[Dataset entries]
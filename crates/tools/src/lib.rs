//! Built-in tool implementations for citycode.
//!
//! Tools give the agent the ability to act on the machine it runs on:
//! run shell commands, read and write files, list directories. Relative
//! paths resolve against a workspace root.

pub mod file_read;
pub mod file_write;
pub mod list_directory;
pub mod run_command;

use citycode_config::ToolsConfig;
use citycode_core::tool::ToolRegistry;
use std::path::{Path, PathBuf};
use std::time::Duration;

pub use file_read::ReadFileTool;
pub use file_write::WriteFileTool;
pub use list_directory::ListDirectoryTool;
pub use run_command::RunCommandTool;

/// Create the registry of built-in tools from configuration.
pub fn default_registry(config: &ToolsConfig) -> ToolRegistry {
    let root = config
        .workspace
        .clone()
        .or_else(|| std::env::current_dir().ok())
        .unwrap_or_else(|| PathBuf::from("."));

    let mut registry = ToolRegistry::new();
    registry.register(Box::new(RunCommandTool::new(
        root.clone(),
        Duration::from_secs(config.command_timeout_secs),
    )));
    registry.register(Box::new(ReadFileTool::new(root.clone(), config.max_read_lines)));
    registry.register(Box::new(WriteFileTool::new(root.clone())));
    registry.register(Box::new(ListDirectoryTool::new(root)));
    registry
}

/// Resolve `path` against `root` unless it is already absolute.
pub(crate) fn resolve_path(root: &Path, path: &str) -> PathBuf {
    let p = Path::new(path);
    if p.is_absolute() { p.to_path_buf() } else { root.join(p) }
}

**What is required**
Tell how many lines in the entries above include the string "clone", and write nothing but the number.

**Answer to the problem**
4